Non-Fiction
Related: About this forumNonFiction of the week 17 December
Fairly busy non-fic week here. I'm wrapping up Jack Weatherford's Genghis Khan, and will get to two more works this week, both on the short side:
Nitobee Inazo Bushido
Bushido = The Way of the Samurai, but this book also delves into how the samurai were a reflection of the greater Japanese culture. Teddy Roosevelt and JFK were both admirers of this work. Fun fact: Nitobe wrote the book in English, and later translated it into Japanese for that market.
Ida Wells-Barnett Southern Horrors & The Red Record
Wells-Barnett was a fearless reporter, among the first to address the horrors of Jim Crow in the south from the black perspective. These works focused primarily on lynching, and how whites lied that it was about punishment for crimes, when it was actually a tool to terrorize black people.
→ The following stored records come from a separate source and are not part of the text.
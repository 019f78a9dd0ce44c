//! Block-cart collision detection
//!
//! The block is its inscribed sphere, the cart a box aligned with the ground
//! base. The pole does not collide.

use glam::DVec3;

use super::Contact;
use crate::cartpole::CartPoleBody;
use crate::simulation::BlockBody;

/// Detect collision between the cart and a block.
///
/// The contact normal points from the cart to the block.
#[must_use]
pub fn detect_block_cart_collision(cart: &CartPoleBody, block: &BlockBody) -> Option<Contact> {
    let to_local = cart.base_orientation.inverse();
    let center = cart.cart_position();
    let half = cart.config.cart_half_extents;
    let local = to_local * (block.pos - center);

    let closest = local.clamp(-half, half);
    let delta = local - closest;
    let distance_squared = delta.length_squared();
    let radius = block.half_extent;
    if distance_squared >= radius * radius {
        return None;
    }

    let distance = distance_squared.sqrt();
    let (local_normal, depth) = if distance > 1e-4 {
        (delta / distance, radius - distance)
    } else {
        let normal = closest_face_normal(local, half);
        let face_gap = (half - local.abs()).dot(normal.abs());
        (normal, radius + face_gap)
    };

    let normal = cart.base_orientation * local_normal;
    let point = block.pos - normal * radius;
    Some(Contact::new(point, normal, depth, &cart.cart_material, &block.material))
}

/// Normal of the box face closest to a point inside the box.
fn closest_face_normal(local: DVec3, half: DVec3) -> DVec3 {
    let gap = half - local.abs();
    if gap.x < gap.y && gap.x < gap.z {
        DVec3::new(sign(local.x), 0.0, 0.0)
    } else if gap.y < gap.z {
        DVec3::new(0.0, sign(local.y), 0.0)
    } else {
        DVec3::new(0.0, 0.0, sign(local.z))
    }
}

fn sign(value: f64) -> f64 {
    if value < 0.0 {
        -1.0
    } else {
        1.0
    }
}
//! # Body Builder
//!
//! Loading and removal of bodies. Handles are pool slots: removal frees the
//! slot and the next load reuses the lowest free slot.

use glam::{DQuat, DVec3};

use crate::cartpole::CartPoleBody;
use crate::error::PhysicsError;
use crate::simulation::{BlockBody, Body, WallBody, World};
use crate::types::{BodyId, Material, Model, WallBox};

/// Half edge length of the block model.
pub const BLOCK_HALF_EXTENT: f64 = 0.25;
/// Mass of the block model in kg.
pub const BLOCK_MASS: f64 = 1.0;

impl World {
    /// Build a body from a model and return its handle.
    ///
    /// New bodies start at the origin, at rest, with identity orientation.
    ///
    /// # Errors
    ///
    /// Fails if the world is disconnected.
    pub fn load_body(&mut self, model: Model) -> Result<BodyId, PhysicsError> {
        self.ensure_connected()?;
        let body = match model {
            Model::GroundCart => Body::CartPole(Box::new(CartPoleBody::new(self.cart_config.clone()))),
            Model::Walls => Body::Walls(WallBody {
                bounds: WallBox::default(),
                material: Material::bouncy(),
            }),
            Model::Block => Body::Block(BlockBody {
                pos: DVec3::ZERO,
                orientation: DQuat::IDENTITY,
                vel: DVec3::ZERO,
                angular_vel: DVec3::ZERO,
                half_extent: BLOCK_HALF_EXTENT,
                mass: BLOCK_MASS,
                material: Material::bouncy(),
                force: DVec3::ZERO,
            }),
        };
        let id = self.allocate(body);
        tracing::trace!(%model, %id, "body loaded");
        Ok(id)
    }

    /// Destroy a body. Its handle becomes invalid until the slot is reused.
    ///
    /// # Errors
    ///
    /// Fails if the world is disconnected or the body does not exist.
    pub fn remove_body(&mut self, id: BodyId) -> Result<(), PhysicsError> {
        self.body(id)?;
        self.slots[id.slot()] = None;
        self.free_slots.insert(id.raw());
        tracing::trace!(%id, "body removed");
        Ok(())
    }

    fn allocate(&mut self, body: Body) -> BodyId {
        if let Some(slot) = self.free_slots.pop_first() {
            self.slots[slot as usize] = Some(body);
            BodyId(slot)
        } else {
            self.slots.push(Some(body));
            let slot = u32::try_from(self.slots.len() - 1).unwrap_or(u32::MAX);
            BodyId(slot)
        }
    }
}
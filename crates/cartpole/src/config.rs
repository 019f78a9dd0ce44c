//! Environment configuration
//!
//! Every field has a default, so a JSON document only names what it
//! changes:
//!
//! ```json
//! { "seed": 7, "action_mode": "continuous", "score": { "corner": 0.01, "block": 0.05 } }
//! ```

use serde::{Deserialize, Serialize};

use crate::action::ActionMode;
use crate::error::EnvError;
use crate::score::ScoreWeights;

#[derive(Clone, Debug, PartialEq, Serialize, Deserialize)]
#[serde(default)]
pub struct EnvConfig {
    pub action_mode: ActionMode,
    /// Magnitude of the force a discrete action applies, in newtons.
    pub force_magnitude: f64,
    /// Length of one tick in seconds.
    pub time_step: f64,
    /// Ticks after which an episode is over.
    pub tick_limit: u32,
    /// Pole roll or pitch, in degrees, at which an episode is over.
    pub angle_limit: f64,
    /// Upward force applied to every block each tick.
    pub block_anti_gravity: f64,
    pub min_blocks: usize,
    pub max_blocks: usize,
    /// Minimum planar distance between a random block and the cart.
    pub min_block_distance: f64,
    /// Apply block velocities from a supplied feature vector.
    pub apply_block_velocities: bool,
    /// Normalize the random initial pole quaternion.
    pub renormalize_pole_noise: bool,
    /// Report the pole as Euler angles instead of a quaternion.
    pub euler_pole: bool,
    /// Seed for random resets; entropy when absent.
    pub seed: Option<u64>,
    /// Request a GUI connection from the engine.
    pub render: bool,
    pub score: ScoreWeights,
}

impl Default for EnvConfig {
    fn default() -> Self {
        Self {
            action_mode: ActionMode::Discrete,
            force_magnitude: 10.0,
            time_step: 1.0 / 50.0,
            tick_limit: 200,
            angle_limit: 10.0,
            block_anti_gravity: 9.8,
            min_blocks: 1,
            max_blocks: 4,
            min_block_distance: 1.0,
            apply_block_velocities: false,
            renormalize_pole_noise: false,
            euler_pole: false,
            seed: None,
            render: false,
            score: ScoreWeights::default(),
        }
    }
}

impl EnvConfig {
    /// # Errors
    ///
    /// Fails with [`EnvError::FeatureVector`] on malformed JSON.
    pub fn from_json(json: &str) -> Result<Self, EnvError> {
        Ok(serde_json::from_str(json)?)
    }

    /// Same configuration with a fixed seed.
    #[must_use]
    pub fn with_seed(mut self, seed: u64) -> Self {
        self.seed = Some(seed);
        self
    }
}

#[cfg(test)]
mod tests {
    use super::*;

    #[test]
    fn empty_document_is_default() {
        assert_eq!(EnvConfig::from_json("{}").unwrap(), EnvConfig::default());
    }

    #[test]
    fn partial_document_overrides_named_fields() {
        let config = EnvConfig::from_json(
            r#"{"seed": 7, "action_mode": "continuous", "tick_limit": 50, "score": {"corner": 0.01}}"#,
        )
        .unwrap();
        assert_eq!(config.seed, Some(7));
        assert_eq!(config.action_mode, ActionMode::Continuous);
        assert_eq!(config.tick_limit, 50);
        assert_eq!(config.score.corner, 0.01);
        assert_eq!(config.score.block, 0.0);
        assert_eq!(config.force_magnitude, 10.0);
    }

    #[test]
    fn unknown_mode_is_rejected() {
        assert!(EnvConfig::from_json(r#"{"action_mode": "analog"}"#).is_err());
    }
}
//! # Episode Loop
//!
//! Command-line options, configuration loading and the loop that drives
//! [`EpisodeController`] with a policy.
//!
//! The planner policy never touches the live environment: it replays
//! candidate actions on a private replica reset from the live state's
//! feature vector, then the chosen action is applied to the live episode.

use std::fs;
use std::io::{self, Write};
use std::path::{Path, PathBuf};

use anyhow::{bail, Context, Result};
use cartpole::{
    Action, ActionMode, ActionSpace, Command, Env, EnvConfig, EpisodeController, FeatureVector, LookaheadPlanner,
    Scorer, WorldState,
};
use clap::{Parser, ValueEnum};

/// Ticks between progress lines.
const LOG_EVERY: u32 = 50;

#[derive(Parser, Debug)]
#[command(name = "cartpolepp")]
#[command(version, about = "Run CartPole++ episodes", long_about = None)]
pub struct Cli {
    /// Environment configuration (JSON)
    #[arg(long)]
    pub config: Option<PathBuf>,

    /// Feature vector (JSON) every episode starts from
    #[arg(long)]
    pub start: Option<PathBuf>,

    /// Number of episodes
    #[arg(long, default_value_t = 1)]
    pub episodes: usize,

    /// How actions are chosen
    #[arg(long, value_enum, default_value_t = Policy::Planner)]
    pub policy: Policy,

    /// Seed for random resets, overrides the configuration
    #[arg(long)]
    pub seed: Option<u64>,

    /// Drive the cart with a scalar force instead of discrete actions
    #[arg(long)]
    pub continuous: bool,

    /// Write every state to stdout as a feature-vector JSON line
    #[arg(long)]
    pub dump_states: bool,
}

#[derive(Copy, Clone, Debug, PartialEq, Eq, ValueEnum)]
pub enum Policy {
    /// Two-step lookahead over all action pairs
    Planner,
    /// Never push
    Nothing,
    /// Uniformly random action or scalar
    Random,
}

/// Run every requested episode.
///
/// # Errors
///
/// Fails on unreadable or malformed input files, on a planner asked to
/// drive a continuous environment, and on any environment error.
pub fn run(cli: &Cli) -> Result<()> {
    let config = load_config(cli)?;
    let start = cli.start.as_deref().map(load_start).transpose()?;
    let mut env = EpisodeController::new(config);
    let space = env.action_space();
    if cli.policy == Policy::Planner && !matches!(space, ActionSpace::Discrete(_)) {
        bail!("the planner only enumerates discrete actions; drop --continuous or pick another policy");
    }

    tracing::info!(
        episodes = cli.episodes,
        policy = ?cli.policy,
        ?space,
        seed = ?env.config().seed,
        "starting"
    );

    let mut driver = Driver::new(cli.policy, space, env.config());
    let stdout = io::stdout();
    let mut out = stdout.lock();

    for episode in 1..=cli.episodes {
        let mut state = env
            .reset(start.as_ref())
            .with_context(|| format!("resetting episode {episode}"))?;
        driver.observe(&state);
        if cli.dump_states {
            dump(&mut out, &state)?;
        }

        let reward = loop {
            let command = driver.command(&state)?;
            let outcome = env
                .step(command)
                .with_context(|| format!("stepping episode {episode} at tick {}", env.tick()))?;
            if cli.dump_states {
                dump(&mut out, &outcome.state)?;
            }
            state = outcome.state;

            if env.tick() % LOG_EVERY == 0 {
                let (roll, pitch) = state.pole.tilt();
                tracing::info!(episode, tick = env.tick(), reward = outcome.reward, roll, pitch, "progress");
            }
            if outcome.done {
                break outcome.reward;
            }
        };

        let (roll, pitch) = state.pole.tilt();
        tracing::info!(episode, ticks = env.tick(), reward, roll, pitch, "episode finished");
    }

    env.close();
    Ok(())
}

fn load_config(cli: &Cli) -> Result<EnvConfig> {
    let mut config = match &cli.config {
        Some(path) => {
            let json = read(path)?;
            EnvConfig::from_json(&json).with_context(|| format!("parsing config {}", path.display()))?
        }
        None => EnvConfig::default(),
    };
    if let Some(seed) = cli.seed {
        config.seed = Some(seed);
    }
    if cli.continuous {
        config.action_mode = ActionMode::Continuous;
    }
    Ok(config)
}

fn load_start(path: &Path) -> Result<FeatureVector> {
    let json = read(path)?;
    FeatureVector::from_json(&json).with_context(|| format!("parsing start state {}", path.display()))
}

fn read(path: &Path) -> Result<String> {
    fs::read_to_string(path).with_context(|| format!("reading {}", path.display()))
}

fn dump(out: &mut impl Write, state: &WorldState) -> Result<()> {
    let json = FeatureVector::from(state).to_json()?;
    writeln!(out, "{json}").context("writing state")
}

/// Turns states into commands.
struct Driver {
    policy: Policy,
    space: ActionSpace,
    rng: fastrand::Rng,
    planner: LookaheadPlanner,
    replica: Option<EpisodeController>,
}

impl Driver {
    fn new(policy: Policy, space: ActionSpace, config: &EnvConfig) -> Self {
        let rng = match config.seed {
            Some(seed) => fastrand::Rng::with_seed(seed),
            None => fastrand::Rng::new(),
        };
        // the replica is reset from full feature vectors, blocks included
        let replica = (policy == Policy::Planner).then(|| {
            let mut replica_config = config.clone();
            replica_config.apply_block_velocities = true;
            EpisodeController::new(replica_config)
        });
        let planner = LookaheadPlanner::new(Scorer::new(config.score));
        tracing::debug!(weights = ?planner.scorer().weights(), "score weights");
        Self {
            policy,
            space,
            rng,
            planner,
            replica,
        }
    }

    /// Pick up the wall corners from the first state of an episode.
    fn observe(&mut self, state: &WorldState) {
        if let Some(walls) = &state.walls {
            self.planner.scorer_mut().observe_walls(walls);
        }
    }

    fn command(&mut self, state: &WorldState) -> Result<Command> {
        let command = match (self.policy, self.space) {
            (Policy::Nothing, ActionSpace::Discrete(_)) => Action::Nothing.into(),
            (Policy::Nothing, ActionSpace::Box { .. }) => Command::Continuous(0.0),
            (Policy::Random, ActionSpace::Discrete(n)) => Action::from_index(self.rng.usize(..n))?.into(),
            (Policy::Random, ActionSpace::Box { low, high }) => Command::Continuous(low + (high - low) * self.rng.f64()),
            (Policy::Planner, _) => {
                let Some(replica) = self.replica.as_mut() else {
                    bail!("planner has no replica environment");
                };
                let (action, expected) = self
                    .planner
                    .best_action(replica, &FeatureVector::from(state))
                    .context("planning the next action")?;
                let (roll, pitch) = expected.pole.tilt();
                tracing::debug!(%action, roll, pitch, "planned");
                action.into()
            }
        };
        Ok(command)
    }
}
So what non-fiction is everyone else reading this week?
MOMFUDSKI
(7,080 posts)John Le Carre. I am enjoying the story and writing style. Then I will delve into the author based on the About the Author at the back of the book. Fun
mike_c
(36,329 posts)Arguing that human settlements off Earth will be technologically difficult and extremely unpleasant places to live, at best, A City on Mars is well researched and presents a compelling case for waiting another few centuries before getting too serious about off planet migration. However, the Weinersmiths' narration, which initially sounds refreshingly irreverent, slowly becomes annoyingly glib. Yes, they can find humor in explosive decompression, but after a while that loses it's charm. I'm two-thirds through it and beginning to wonder how much further I'll read. It is informative, in a "Yeah, that's pretty obvious when you think about it," sort of way. Living in claustrophobic habitats where somebody else owns the air, surrounded by instantly fatal conditions, will be hard and unforgiving. That's the one sentence synopsis without the pervasive glibness.
ExWhoDoesntCare
(4,741 posts)That's what everything ended up being about in Philip K Dick's short story, 'I Can Remember It for You Wholesale.' Most people haven't read that, but millions have seen its big-screen adaptation, 'Total Recall,' starring Arnold Schwarzenegger.